WHAT IS EXPECTED >>
Scan the entries for "JoinError". Every line that holds it is to be copied.

DATA FOR THIS EXERCISE >>
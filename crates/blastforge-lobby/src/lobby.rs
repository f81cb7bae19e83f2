//! The lobby roster and its matchmaking rules.

use blastforge_protocol::{LobbyPlayer, PlayerId};

use crate::{JoinError, LobbyConfig, LobbyPhase};

/// A player holding a lobby slot.
#[derive(Debug, Clone, PartialEq, Eq)]
pub struct LobbyEntry {
    pub id: PlayerId,
    pub nickname: String,
}

/// Something the owner of the lobby must do in response to a state change.
#[derive(Debug, Clone, PartialEq, Eq)]
pub enum LobbyEffect {
    /// Arm the waiting timer for `seconds`.
    StartWaiting { seconds: u32 },
    /// Disarm the waiting timer and arm the countdown for `seconds`.
    StartCountdown { seconds: u32 },
    /// Disarm every lobby timer; the lobby is back to plain waiting.
    CancelTimers,
    /// The countdown finished. Start a match with these players, in slot
    /// order. The lobby roster is now empty.
    StartMatch(Vec<LobbyEntry>),
}

/// The result of removing a player from the lobby.
#[derive(Debug, Clone, PartialEq, Eq)]
pub struct Departure {
    pub entry: LobbyEntry,
    pub effect: Option<LobbyEffect>,
}

/// The pre-match roster and phase.
///
/// Not thread-safe by itself; the arena actor owns it and serialises every
/// call.
#[derive(Debug)]
pub struct Lobby {
    config: LobbyConfig,
    phase: LobbyPhase,
    entries: Vec<LobbyEntry>,
    waiting_armed: bool,
}

impl Lobby {
    pub fn new(config: LobbyConfig) -> Self {
        Self {
            config,
            phase: LobbyPhase::Waiting,
            entries: Vec::new(),
            waiting_armed: false,
        }
    }

    pub fn config(&self) -> &LobbyConfig {
        &self.config
    }

    pub fn phase(&self) -> LobbyPhase {
        self.phase
    }

    pub fn entries(&self) -> &[LobbyEntry] {
        &self.entries
    }

    pub fn len(&self) -> usize {
        self.entries.len()
    }

    pub fn is_empty(&self) -> bool {
        self.entries.is_empty()
    }

    pub fn contains(&self, id: PlayerId) -> bool {
        self.entries.iter().any(|e| e.id == id)
    }

    /// Whether the waiting timer should currently be running.
    pub fn is_waiting_armed(&self) -> bool {
        self.waiting_armed
    }

    /// The roster in the shape sent to clients.
    pub fn roster(&self) -> Vec<LobbyPlayer> {
        self.entries
            .iter()
            .map(|e| LobbyPlayer {
                id: e.id,
                nickname: e.nickname.clone(),
            })
            .collect()
    }

    /// Cuts a nickname to the configured length and trims it.
    pub fn clean_nickname(&self, raw: &str) -> String {
        truncate_chars(raw.trim(), self.config.max_nickname_len)
            .trim_end()
            .to_owned()
    }

    /// Cuts a chat line to the configured length. Blank lines yield `None`.
    pub fn clean_chat(&self, raw: &str) -> Option<String> {
        if raw.trim().is_empty() {
            return None;
        }
        Some(truncate_chars(raw, self.config.max_chat_len).to_owned())
    }

    /// Decides whether `id` may join as `raw_nickname` without changing
    /// anything.
    ///
    /// `alive_in_match` lists the nicknames of players still alive in a
    /// running match; they are reserved just like lobby nicknames.
    ///
    /// # Errors
    /// The checks run in this order: [`JoinError::AlreadyJoined`],
    /// [`JoinError::EmptyNickname`], [`JoinError::LobbyFull`],
    /// [`JoinError::NicknameTaken`], [`JoinError::MatchInProgress`]. A full
    /// lobby wins over every refusal that keeps the connection open.
    pub fn validate_join(
        &self,
        id: PlayerId,
        raw_nickname: &str,
        alive_in_match: &[&str],
    ) -> Result<LobbyEntry, JoinError> {
        if self.contains(id) {
            return Err(JoinError::AlreadyJoined(id));
        }

        let nickname = self.clean_nickname(raw_nickname);
        if nickname.is_empty() {
            return Err(JoinError::EmptyNickname);
        }

        if self.entries.len() >= self.config.max_players {
            return Err(JoinError::LobbyFull {
                max: self.config.max_players,
            });
        }

        let wanted = nickname.to_lowercase();
        let taken = self
            .entries
            .iter()
            .map(|e| e.nickname.as_str())
            .chain(alive_in_match.iter().copied())
            .any(|other| other.trim().to_lowercase() == wanted);
        if taken {
            return Err(JoinError::NicknameTaken(nickname));
        }

        if !self.phase.is_pre_match() {
            return Err(JoinError::MatchInProgress);
        }

        Ok(LobbyEntry { id, nickname })
    }

    /// Adds a validated entry and returns what the owner should do next.
    ///
    /// Reaching capacity moves straight to the countdown (cancelling any
    /// waiting timer). Reaching the minimum arms the waiting timer unless a
    /// timer is already running.
    pub fn commit_join(&mut self, entry: LobbyEntry) -> Option<LobbyEffect> {
        tracing::info!(
            player_id = %entry.id,
            nickname = %entry.nickname,
            players = self.entries.len() + 1,
            "player joined lobby"
        );
        self.entries.push(entry);

        if self.phase != LobbyPhase::Waiting {
            return None;
        }

        if self.entries.len() >= self.config.max_players {
            return Some(self.enter_countdown());
        }

        if self.entries.len() >= self.config.min_players && !self.waiting_armed {
            self.waiting_armed = true;
            return Some(LobbyEffect::StartWaiting {
                seconds: self.config.waiting_secs,
            });
        }

        None
    }

    /// Removes a player. Returns `None` if they held no slot.
    ///
    /// Falling below the minimum before the match cancels every lobby timer
    /// and returns to [`LobbyPhase::Waiting`].
    pub fn leave(&mut self, id: PlayerId) -> Option<Departure> {
        let index = self.entries.iter().position(|e| e.id == id)?;
        let entry = self.entries.remove(index);
        tracing::info!(
            player_id = %entry.id,
            players = self.entries.len(),
            "player left lobby"
        );

        let mut effect = None;
        if self.phase.is_pre_match() && self.entries.len() < self.config.min_players {
            let had_timer = self.waiting_armed || self.phase == LobbyPhase::Countdown;
            self.waiting_armed = false;
            if self.phase == LobbyPhase::Countdown {
                self.transition(LobbyPhase::Waiting);
            }
            if had_timer {
                effect = Some(LobbyEffect::CancelTimers);
            }
        }

        Some(Departure { entry, effect })
    }

    /// The waiting timer ran out.
    ///
    /// Starts the countdown if membership is still within
    /// `min_players..max_players`.
    pub fn waiting_elapsed(&mut self) -> Option<LobbyEffect> {
        self.waiting_armed = false;
        let count = self.entries.len();
        if self.phase == LobbyPhase::Waiting
            && count >= self.config.min_players
            && count < self.config.max_players
        {
            Some(self.enter_countdown())
        } else {
            None
        }
    }

    /// The countdown reached zero. Hands the roster over to a new match.
    pub fn countdown_elapsed(&mut self) -> Option<LobbyEffect> {
        if self.phase != LobbyPhase::Countdown {
            return None;
        }
        self.transition(LobbyPhase::Running);
        Some(LobbyEffect::StartMatch(std::mem::take(&mut self.entries)))
    }

    /// The running match produced a result.
    pub fn finish_match(&mut self) {
        if self.phase == LobbyPhase::Running {
            self.transition(LobbyPhase::Ended);
        }
    }

    /// Discards all membership and returns to a fresh waiting lobby.
    pub fn reset(&mut self) {
        self.entries.clear();
        self.waiting_armed = false;
        if self.phase != LobbyPhase::Waiting {
            self.phase = LobbyPhase::Waiting;
            tracing::info!("lobby reset");
        }
    }

    fn enter_countdown(&mut self) -> LobbyEffect {
        self.waiting_armed = false;
        self.transition(LobbyPhase::Countdown);
        LobbyEffect::StartCountdown {
            seconds: self.config.countdown_secs,
        }
    }

    fn transition(&mut self, to: LobbyPhase) {
        debug_assert!(
            self.phase.can_transition_to(to),
            "illegal lobby transition {} -> {}",
            self.phase,
            to
        );
        tracing::info!(from = %self.phase, %to, players = self.entries.len(), "lobby phase changed");
        self.phase = to;
    }
}

/// Returns the prefix of `s` holding at most `max` characters.
fn truncate_chars(s: &str, max: usize) -> &str {
    match s.char_indices().nth(max) {
        Some((idx, _)) => &s[..idx],
        None => s,
    }
}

OUTPUT OF THE TASK >>
use crate::{JoinError, LobbyConfig, LobbyPhase};
    /// The checks run in this order: [`JoinError::AlreadyJoined`],
    /// [`JoinError::EmptyNickname`], [`JoinError::LobbyFull`],
    /// [`JoinError::NicknameTaken`], [`JoinError::MatchInProgress`]. A full
    ) -> Result<LobbyEntry, JoinError> {
            return Err(JoinError::AlreadyJoined(id));
            return Err(JoinError::EmptyNickname);
            return Err(JoinError::LobbyFull {
            return Err(JoinError::NicknameTaken(nickname));
            return Err(JoinError::MatchInProgress);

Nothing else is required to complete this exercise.